Collect every line in the records below that contains the word "export".
__________
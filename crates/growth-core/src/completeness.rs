//! Missing-critical-field removal. Before filtering, string columns go
//! through an explicit null-token normalization so that `""`,
//! whitespace and the literal tokens "nan"/"None"/"null"/"NULL" all
//! count as missing, whatever the upstream export produced.

use std::collections::BTreeMap;

use polars::prelude::*;
use tracing::{info, warn};

use crate::error::{PipelineError, Result};
use crate::schema::{self, CRITICAL_COLUMNS};

const STAGE: &str = "completeness filter";

/// Literal tokens treated as missing values after trimming.
const NULL_TOKENS: [&str; 4] = ["nan", "None", "null", "NULL"];

#[derive(Debug, Clone)]
pub struct CompletenessStats {
    pub rows_in: usize,
    pub rows_out: usize,
    pub missing_by_field: BTreeMap<&'static str, usize>,
    /// Nulls still present in required fields after filtering. Non-zero
    /// means the token normalization missed a representation.
    pub residual_missing: usize,
}

impl CompletenessStats {
    pub fn removed(&self) -> usize {
        self.rows_in - self.rows_out
    }

    pub fn removal_percentage(&self) -> f64 {
        if self.rows_in == 0 {
            0.0
        } else {
            self.removed() as f64 / self.rows_in as f64 * 100.0
        }
    }
}

/// Whether a raw cell string encodes a missing value.
pub fn is_null_token(raw: &str) -> bool {
    let trimmed = raw.trim();
    trimmed.is_empty() || NULL_TOKENS.contains(&trimmed)
}

pub fn drop_incomplete_records(df: &DataFrame) -> Result<(DataFrame, CompletenessStats)> {
    let missing = schema::missing_columns(df, &CRITICAL_COLUMNS);
    if !missing.is_empty() {
        return Err(PipelineError::Schema {
            stage: STAGE,
            missing,
        });
    }

    let rows_in = df.height();
    if rows_in == 0 {
        warn!("input table is empty, nothing to filter");
        return Ok((
            df.clone(),
            CompletenessStats {
                rows_in: 0,
                rows_out: 0,
                missing_by_field: BTreeMap::new(),
                residual_missing: 0,
            },
        ));
    }

    let scrubbed = scrub_null_tokens(df, &CRITICAL_COLUMNS)?;

    let mut keep = vec![true; rows_in];
    let mut missing_by_field: BTreeMap<&'static str, usize> = BTreeMap::new();

    for name in CRITICAL_COLUMNS {
        let column = scrubbed.column(name)?;
        let null_mask = column.is_null();
        let mut field_missing = 0usize;
        for (idx, is_null) in null_mask.into_iter().enumerate() {
            if is_null.unwrap_or(true) {
                field_missing += 1;
                keep[idx] = false;
            }
        }
        if field_missing > 0 {
            info!(field = name, missing = field_missing, "records missing required field");
        }
        missing_by_field.insert(name, field_missing);
    }

    let mask = BooleanChunked::new("keep".into(), keep);
    let filtered = scrubbed.filter(&mask)?;

    let mut residual_missing = 0usize;
    for name in CRITICAL_COLUMNS {
        let nulls = filtered.column(name)?.null_count();
        if nulls > 0 {
            warn!(
                field = name,
                nulls, "required field still has missing values after filtering"
            );
            residual_missing += nulls;
        }
    }

    let stats = CompletenessStats {
        rows_in,
        rows_out: filtered.height(),
        missing_by_field,
        residual_missing,
    };
    info!(
        rows_in,
        rows_out = stats.rows_out,
        removed = stats.removed(),
        percentage = format!("{:.1}", stats.removal_percentage()),
        "completeness filtering complete"
    );

    Ok((filtered, stats))
}

/// Replaces null-token strings with true nulls in the listed columns.
/// Non-string columns already carry typed nulls and pass through.
pub fn scrub_null_tokens(df: &DataFrame, columns: &[&str]) -> Result<DataFrame> {
    let mut out = df.clone();

    for name in columns {
        if !schema::has_column(&out, name) {
            continue;
        }
        let column = out.column(name)?;
        if column.dtype() != &DataType::String {
            continue;
        }

        let values = column.str()?;
        let mut scrubbed: Vec<Option<String>> = Vec::with_capacity(values.len());
        for idx in 0..values.len() {
            match values.get(idx) {
                Some(raw) if !is_null_token(raw) => scrubbed.push(Some(raw.trim().to_string())),
                _ => scrubbed.push(None),
            }
        }
        out.with_column(Series::new((*name).into(), scrubbed))?;
    }

    Ok(out)
}
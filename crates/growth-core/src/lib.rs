pub mod completeness;
pub mod config;
pub mod dedup;
pub mod derive;
pub mod error;
pub mod ingest;
pub mod normalize;
pub mod pipeline;
pub mod ranges;
pub mod report;
pub mod schema;
pub mod upload;
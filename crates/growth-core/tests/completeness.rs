use polars::prelude::*;

use growth_core::completeness::{drop_incomplete_records, is_null_token, scrub_null_tokens};
use growth_core::error::PipelineError;

#[test]
fn token_set_is_explicit_and_case_sensitive() {
    assert!(is_null_token(""));
    assert!(is_null_token("   "));
    assert!(is_null_token("nan"));
    assert!(is_null_token("None"));
    assert!(is_null_token("null"));
    assert!(is_null_token("NULL"));
    assert!(is_null_token("  null  "));

    assert!(!is_null_token("NaN"));
    assert!(!is_null_token("Null"));
    assert!(!is_null_token("0"));
    assert!(!is_null_token("Height"));
}

#[test]
fn string_null_tokens_become_real_nulls() -> PolarsResult<()> {
    let df = df![
        "measurement_kind" => ["Height", "", "nan", "None", "null", "NULL", "  BMI  "],
    ]?;

    let scrubbed = scrub_null_tokens(&df, &["measurement_kind"]).unwrap();
    let kinds = scrubbed.column("measurement_kind")?.str()?;
    assert_eq!(kinds.get(0), Some("Height"));
    for idx in 1..6 {
        assert_eq!(kinds.get(idx), None);
    }
    // Values are trimmed while we are in here.
    assert_eq!(kinds.get(6), Some("BMI"));
    Ok(())
}

#[test]
fn rows_missing_any_critical_field_are_dropped() -> PolarsResult<()> {
    let df = df![
        "child_id" => [Some(1i64), None, Some(3), Some(4), Some(5)],
        "value" => [Some(85.0f64), Some(86.0), None, Some(88.0), Some(89.0)],
        "capture_date" => [Some("2023-01-10"), Some("2023-01-11"), Some("2023-01-12"), None, Some("2023-01-14")],
        "measurement_kind" => ["Height", "Height", "Height", "Height", "null"],
    ]?;

    let (out, stats) = drop_incomplete_records(&df).unwrap();
    assert_eq!(out.height(), 1);
    assert_eq!(stats.removed(), 4);
    assert_eq!(stats.missing_by_field.get("child_id"), Some(&1));
    assert_eq!(stats.missing_by_field.get("value"), Some(&1));
    assert_eq!(stats.missing_by_field.get("measurement_kind"), Some(&1));
    assert_eq!(stats.residual_missing, 0);

    let ids = out.column("child_id")?.i64()?;
    assert_eq!(ids.get(0), Some(1));
    Ok(())
}

#[test]
fn output_has_no_missing_critical_fields() -> PolarsResult<()> {
    let df = df![
        "child_id" => [Some(1i64), None],
        "value" => [Some(85.0f64), Some(90.0)],
        "capture_date" => ["2023-01-10", "nan"],
        "measurement_kind" => ["Height", "Height"],
    ]?;

    let (out, _) = drop_incomplete_records(&df).unwrap();
    for name in ["child_id", "value", "capture_date", "measurement_kind"] {
        assert_eq!(out.column(name)?.null_count(), 0);
    }
    Ok(())
}

#[test]
fn missing_columns_are_a_schema_error() -> PolarsResult<()> {
    let df = df!["child_id" => [1i64]]?;

    let err = drop_incomplete_records(&df).unwrap_err();
    match err {
        PipelineError::Schema { missing, .. } => {
            assert!(missing.contains(&"value".to_string()));
            assert!(missing.contains(&"capture_date".to_string()));
            assert!(missing.contains(&"measurement_kind".to_string()));
        }
        other => panic!("expected schema error, got {other}"),
    }
    Ok(())
}
//! Turning a deposit spreadsheet export into [`Record`]s.
//!
//! Every row is one line of a deposit; rows sharing a Child ID form one deposit.

mod delimited;
mod spreadsheet;

use std::collections::HashMap;
use std::path::Path;
use std::str::FromStr;

use anyhow::{Context, bail};
use chrono::NaiveDate;

use crate::{Decimal, Line, Record, Result};

pub const CHILD_ID: &str = "Child ID";
pub const CHECK_AMOUNT: &str = "Check Amount";
pub const TIER_1_TYPE: &str = "Tier 1 - Type";
pub const TIER_2_ACCOUNT: &str = "Tier 2 - Chart of Account";
pub const BANK_DATE: &str = "Bank Date";
pub const CUSTOMER: &str = "Customer";
pub const DESCRIPTION: &str = "Description";
pub const MEMO: &str = "Memo";

const REQUIRED_HEADERS: [&str; 2] = [CHILD_ID, CHECK_AMOUNT];

#[derive(Debug, Clone)]
pub struct ImportOptions {
    /// Account every deposit is made to.
    pub deposit_to_account: String,
    /// Counterparty for rows without a customer.
    pub received_from: String,
    /// Deposit date for rows without a bank date.
    pub run_date: NaiveDate,
}

impl Default for ImportOptions {
    fn default() -> Self {
        ImportOptions {
            deposit_to_account: "Checking".to_owned(),
            received_from: "Misc Income".to_owned(),
            run_date: chrono::Local::now().date_naive(),
        }
    }
}

/// Read all deposits from a `.csv` or spreadsheet file.
pub fn read_records(file: impl AsRef<Path>, options: &ImportOptions) -> Result<Vec<Record>> {
    let file = file.as_ref();
    let extension = file
        .extension()
        .and_then(|extension| extension.to_str())
        .map(str::to_ascii_lowercase)
        .unwrap_or_default();

    let rows = match extension.as_str() {
        "csv" | "txt" => delimited::read_rows_from_path(file),
        "xlsx" | "xlsm" | "xls" | "xlsb" | "ods" => spreadsheet::read_rows(file),
        _ => bail!("Unsupported source file type: {}", file.display()),
    }
    .with_context(|| format!("Failed to read source file: {}", file.display()))?;

    let records = group_rows(rows, options);
    tracing::info!(
        "read {} deposits with {} lines from {}",
        records.len(),
        records.iter().map(|record| record.lines.len()).sum::<usize>(),
        file.display()
    );
    Ok(records)
}

/// Read and concatenate the deposits of several files.
pub fn read_all<P: AsRef<Path>>(
    files: impl IntoIterator<Item = P>,
    options: &ImportOptions,
) -> Result<Vec<Record>> {
    let mut records = Vec::new();
    for file in files {
        records.extend(read_records(file, options)?);
    }
    Ok(records)
}

/// One data row, keyed by header.
#[derive(Debug, Default)]
pub(crate) struct SourceRow {
    /// 1-based row number in the file, header included.
    pub number: usize,
    pub values: HashMap<String, String>,
}

impl SourceRow {
    pub fn new<'a>(
        number: usize,
        headers: &[String],
        cells: impl IntoIterator<Item = &'a str>,
    ) -> Self {
        let values = headers
            .iter()
            .cloned()
            .zip(cells.into_iter().map(|cell| cell.trim().to_owned()))
            .collect();
        SourceRow { number, values }
    }

    /// The trimmed cell under `header`, unless blank.
    pub fn get(&self, header: &str) -> Option<&str> {
        self.values
            .get(header)
            .map(|value| value.trim())
            .filter(|value| !value.is_empty())
    }
}

pub(crate) fn check_headers(headers: &[String]) -> Result<()> {
    let missing: Vec<_> = REQUIRED_HEADERS
        .iter()
        .filter(|required| !headers.iter().any(|header| header == *required))
        .collect();
    if !missing.is_empty() {
        bail!("Required columns not found in header: {missing:?}");
    }
    Ok(())
}

fn group_rows(rows: impl IntoIterator<Item = SourceRow>, options: &ImportOptions) -> Vec<Record> {
    let mut records: Vec<Record> = Vec::new();
    let mut by_child_id: HashMap<String, usize> = HashMap::new();

    for row in rows {
        let Some(child_id) = row.get(CHILD_ID) else {
            tracing::warn!("row {}: missing {CHILD_ID}, skipping", row.number);
            continue;
        };
        let Some(raw_amount) = row.get(CHECK_AMOUNT) else {
            tracing::warn!("row {}: missing {CHECK_AMOUNT}, skipping", row.number);
            continue;
        };
        let Some(amount) = parse_amount(raw_amount) else {
            tracing::warn!("row {}: could not parse amount '{raw_amount}', skipping", row.number);
            continue;
        };
        let date = match row.get(BANK_DATE) {
            None => options.run_date,
            Some(raw_date) => match parse_date(raw_date) {
                Some(date) => date,
                None => {
                    tracing::warn!(
                        "row {}: could not parse date '{raw_date}', skipping",
                        row.number
                    );
                    continue;
                }
            },
        };

        let account = line_account(row.get(TIER_1_TYPE), row.get(TIER_2_ACCOUNT));
        let received_from = row.get(CUSTOMER).unwrap_or(options.received_from.as_str());
        let memo = row.get(DESCRIPTION).or_else(|| row.get(MEMO)).unwrap_or_default();
        let line = Line::new(received_from, account, amount).with_memo(memo);
        tracing::debug!("row {}: {child_id} {account} {amount}", row.number);

        let index = *by_child_id.entry(child_id.to_owned()).or_insert_with(|| {
            records.push(Record::new(child_id, date, &options.deposit_to_account));
            records.len() - 1
        });
        if let Err(line) = records[index].try_push_line(line) {
            tracing::warn!(
                "row {}: amount {} overflows the total of '{child_id}', skipping",
                row.number,
                line.amount
            );
        }
    }

    records
}

/// The income account a row is booked to, from its tier columns.
pub fn line_account(tier_1_type: Option<&str>, tier_2_account: Option<&str>) -> &'static str {
    match tier_1_type.unwrap_or("Income") {
        "Income" => "Sales",
        "Expense" => "Automobile Expense",
        "Equity" => "Shareholder Distributions",
        "Other Income" if tier_2_account == Some("Rental") => "Rental",
        "Other Income" => "Misc Credits",
        _ => "Sales",
    }
}

/// Parse amounts like `1234.5`, `$1,234.50` or `(12.00)`.
pub fn parse_amount(raw: &str) -> Option<Decimal> {
    let cleaned: String = raw
        .chars()
        .filter(|c| !matches!(c, '$' | ',' | '"') && !c.is_whitespace())
        .collect();
    match cleaned
        .strip_prefix('(')
        .and_then(|inner| inner.strip_suffix(')'))
    {
        Some(inner) => Decimal::from_str(inner).ok().map(|amount| -amount),
        None => Decimal::from_str(&cleaned).ok(),
    }
}

/// Parse `MM/DD/YYYY`, ISO dates and spreadsheet serial numbers.
pub fn parse_date(raw: &str) -> Option<NaiveDate> {
    let raw = raw.trim();
    let date_part = raw.split(['T', ' ']).next().unwrap_or(raw);
    for format in ["%m/%d/%y", "%m/%d/%Y", "%Y-%m-%d", "%m-%d-%Y"] {
        if let Ok(date) = NaiveDate::parse_from_str(date_part, format) {
            return Some(date);
        }
    }
    let serial: f64 = raw.parse().ok()?;
    serial_to_date(serial)
}

// spreadsheet epoch, accounting for the 1900 leap year bug
fn serial_to_date(serial: f64) -> Option<NaiveDate> {
    if !(1.0..2_958_466.0).contains(&serial) {
        return None;
    }
    let base = NaiveDate::from_ymd_opt(1899, 12, 30)?;
    base.checked_add_days(chrono::Days::new(serial.trunc() as u64))
}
__________
Answer space:
//! count as missing, whatever the upstream export produced.
//! Turning a deposit spreadsheet export into [`Record`]s.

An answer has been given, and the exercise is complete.